Task instructions -
Would you copy out each line of the records below that includes the word "CardEntry"?
**** Provided records ****
//! CLI entry point for SecureVault.
//!
//! This binary provides the `securevault` command: listing, adding, deleting
//! and searching vault items, scoring and auditing the vault, and the
//! simulated sign-in.

mod cli;
mod helpers;

use std::io::Write;
use std::path::Path;

use anyhow::{Context, Result};
use clap::Parser;
use securevault_vault::codec::decode_now;
use securevault_vault::present::{CountAnimation, SAVED_MESSAGE};
use securevault_vault::{
    ActionOutcome, CardEntry, Category, Codec, Credentials, DocumentEntry, ItemId, ItemKind,
    NoteEntry, Notice, PasswordEntry, SearchOutcome,
};
use tracing::info;

use cli::{AddItem, Cli, Commands};
use helpers::{init_tracing, load_config, open_vault, parse_category, print_category};

// ---------------------------------------------------------------------------
// Main
// ---------------------------------------------------------------------------

#[tokio::main]
async fn main() -> Result<()> {
    // Missing .env is fine; it only supplies overrides.
    let _ = dotenvy::dotenv();

    let cli = Cli::parse();
    init_tracing(&cli.log_level);

    let config_path = cli.config.as_path();
    match cli.command {
        Commands::List { category } => cmd_list(config_path, category.as_deref()),
        Commands::Add { item } => cmd_add(config_path, item).await,
        Commands::Delete { category, id } => cmd_delete(config_path, &category, id),
        Commands::Search { query } => cmd_search(config_path, &query),
        Commands::Score { json } => cmd_score(config_path, json).await,
        Commands::Audit => cmd_audit(config_path),
        Commands::Stats => cmd_stats(config_path),
        Commands::Login { pin, face } => cmd_login(config_path, pin, face).await,
        Commands::Reveal { id, pin } => cmd_reveal(config_path, id, pin).await,
        Commands::Encode { json } => cmd_encode(config_path, &json).await,
        Commands::Decode { blob } => cmd_decode(&blob),
        Commands::Action { name } => cmd_action(config_path, &name),
        Commands::Open { category } => cmd_open(config_path, &category),
    }
}

// ---------------------------------------------------------------------------
// Records
// ---------------------------------------------------------------------------

fn cmd_list(config_path: &Path, category: Option<&str>) -> Result<()> {
    let vault = open_vault(config_path)?;

    let categories = match category {
        Some(name) => vec![parse_category(name)?],
        None => Category::ALL.to_vec(),
    };
    println!();
    for category in categories {
        print_category(category, vault.store().items(category));
        println!();
    }
    Ok(())
}

async fn cmd_add(config_path: &Path, item: AddItem) -> Result<()> {
    let mut vault = open_vault(config_path)?;

    let (category, kind) = match item {
        AddItem::Password {
            title,
            username,
            password,
            url,
        } => {
            let sealed = vault
                .seal_secret(&password)
                .await
                .context("failed to encode password")?;
            (
                Category::Passwords,
                ItemKind::Password(PasswordEntry {
                    title,
                    username,
                    password: sealed,
                    url,
                }),
            )
        }
        AddItem::Note {
            title,
            content,
            tags,
        } => (
            Category::Notes,
            ItemKind::Note(NoteEntry {
                title,
                content,
                tags: tags
                    .into_iter()
                    .map(|tag| tag.trim().to_string())
                    .filter(|tag| !tag.is_empty())
                    .collect(),
            }),
        ),
        AddItem::Card {
            name,
            number,
            expiry,
            cvv,
        } => (
            Category::Cards,
            ItemKind::Card(CardEntry {
                name,
                number,
                expiry,
                cvv,
            }),
        ),
        AddItem::Document { name, doc_type } => (
            Category::Documents,
            ItemKind::Document(DocumentEntry {
                name,
                doc_type,
                encrypted: true,
            }),
        ),
    };

    let item = vault
        .add_item(category, kind)
        .context("failed to add item")?;
    info!(%category, id = %item.id, "item added from cli");

    println!("  {}", Notice::success(SAVED_MESSAGE));
    println!("  {category}/{} {}", item.id, item.label());
    Ok(())
}

fn cmd_delete(config_path: &Path, category: &str, id: i64) -> Result<()> {
    let category = parse_category(category)?;
    let mut vault = open_vault(config_path)?;

    match vault
        .delete_item(category, ItemId(id))
        .context("failed to delete item")?
    {
        Some(item) => println!("  Deleted {category}/{id} {}", item.label()),
        None => println!("  No item {category}/{id}; nothing deleted"),
    }
    Ok(())
}

fn cmd_search(config_path: &Path, query: &str) -> Result<()> {
    let vault = open_vault(config_path)?;

    match vault.search(query) {
        SearchOutcome::Cleared => println!("  Enter a search term."),
        SearchOutcome::Results(results) if results.is_empty() => {
            println!("  No results for \"{}\".", query.trim());
        }
        SearchOutcome::Results(results) => {
            println!();
            for (category, items) in results.iter().filter(|(_, items)| !items.is_empty()) {
                print_category(category, items);
                println!();
            }
        }
    }
    Ok(())
}

fn cmd_stats(config_path: &Path) -> Result<()> {
    let vault = open_vault(config_path)?;
    let stats = vault.stats();

    println!();
    println!("  Total items: {}", stats.total);
    for category in Category::ALL {
        println!("  {:<10} {}", category.as_str(), stats.count(category));
    }
    println!();
    Ok(())
}

fn cmd_open(config_path: &Path, category: &str) -> Result<()> {
    let category = parse_category(category)?;
    let mut vault = open_vault(config_path)?;

    let intent = vault
        .open_category(category)
        .context("failed to record selected category")?;
    println!("  -> {intent}");
    print_category(category, vault.store().items(category));
    Ok(())
}

// ---------------------------------------------------------------------------
// Security
// ---------------------------------------------------------------------------

async fn cmd_score(config_path: &Path, json: bool) -> Result<()> {
    let vault = open_vault(config_path)?;
    let display = vault.score_display();

    if json {
        let rendered =
            serde_json::to_string_pretty(&display).context("failed to serialize score")?;
        println!("{rendered}");
        return Ok(());
    }

    let animation = CountAnimation::new(0, i64::from(display.score));
    let interval = animation.interval();
    let mut stdout = std::io::stdout();
    for frame in animation {
        print!("\r  Security score: {frame:>3}/100");
        stdout.flush().context("failed to write to stdout")?;
        tokio::time::sleep(interval).await;
    }
    println!("  ({:?}, {})", display.tier, display.color);
    Ok(())
}

fn cmd_audit(config_path: &Path) -> Result<()> {
    let vault = open_vault(config_path)?;
    let breakdown = vault.score_breakdown();
    let report = vault.audit();

    println!();
    println!("  Security score:  {}/100", report.score);
    println!("  Weak passwords:  {}", breakdown.weak_passwords);
    println!("  Stale items:     {}", breakdown.stale_items);
    println!(
        "  Two-factor:      {}",
        if breakdown.two_factor { "enabled" } else { "disabled" }
    );
    println!();
    if report.recommendations.is_empty() {
        println!("  No recommendations.");
    } else {
        println!("  Recommendations:");
        for recommendation in &report.recommendations {
            println!("    - {recommendation}");
        }
    }
    println!();
    Ok(())
}

fn cmd_action(config_path: &Path, name: &str) -> Result<()> {
    let vault = open_vault(config_path)?;

    match vault.quick_action(name) {
        ActionOutcome::Navigate(intent) => println!("  -> {intent}"),
        ActionOutcome::Notify(notice) => println!("  {notice}"),
    }
    Ok(())
}

// ---------------------------------------------------------------------------
// Session
// ---------------------------------------------------------------------------

async fn cmd_login(config_path: &Path, pin: Option<String>, face: bool) -> Result<()> {
    let mut vault = open_vault(config_path)?;

    let (method, credentials) = if face {
        ("face", Credentials::default())
    } else {
        let pin = pin.context("pass --pin <PIN> or --face")?;
        ("pin", Credentials::pin(pin))
    };

    println!("  Authenticating...");
    let user = vault
        .authenticate(method, &credentials)
        .await
        .context("sign-in failed")?;
    println!("  Signed in as {} (id {})", user.name, user.id);
    Ok(())
}

async fn cmd_reveal(config_path: &Path, id: i64, pin: String) -> Result<()> {
    let mut vault = open_vault(config_path)?;

    vault
        .authenticate("pin", &Credentials::pin(pin))
        .await
        .context("sign-in failed")?;
    let secret = vault
        .reveal_secret(ItemId(id))
        .with_context(|| format!("cannot reveal password {id}"))?;
    println!("{secret}");
    Ok(())
}

// ---------------------------------------------------------------------------
// Codec
// ---------------------------------------------------------------------------

async fn cmd_encode(config_path: &Path, json: &str) -> Result<()> {
    let config = load_config(config_path)?;
    let value: serde_json::Value = serde_json::from_str(json).context("input is not JSON")?;

    let blob = Codec::new(config.encode_delay())
        .encode(&value)
        .await
        .context("failed to encode")?;
    println!("{blob}");
    Ok(())
}

fn cmd_decode(blob: &str) -> Result<()> {
    let value: serde_json::Value = decode_now(blob.trim()).context("failed to decode")?;
    let rendered = serde_json::to_string_pretty(&value).context("failed to render JSON")?;
    println!("{rendered}");
    Ok(())
}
****
Answer to this exercise -
    ActionOutcome, CardEntry, Category, Codec, Credentials, DocumentEntry, ItemId, ItemKind,
            ItemKind::Card(CardEntry {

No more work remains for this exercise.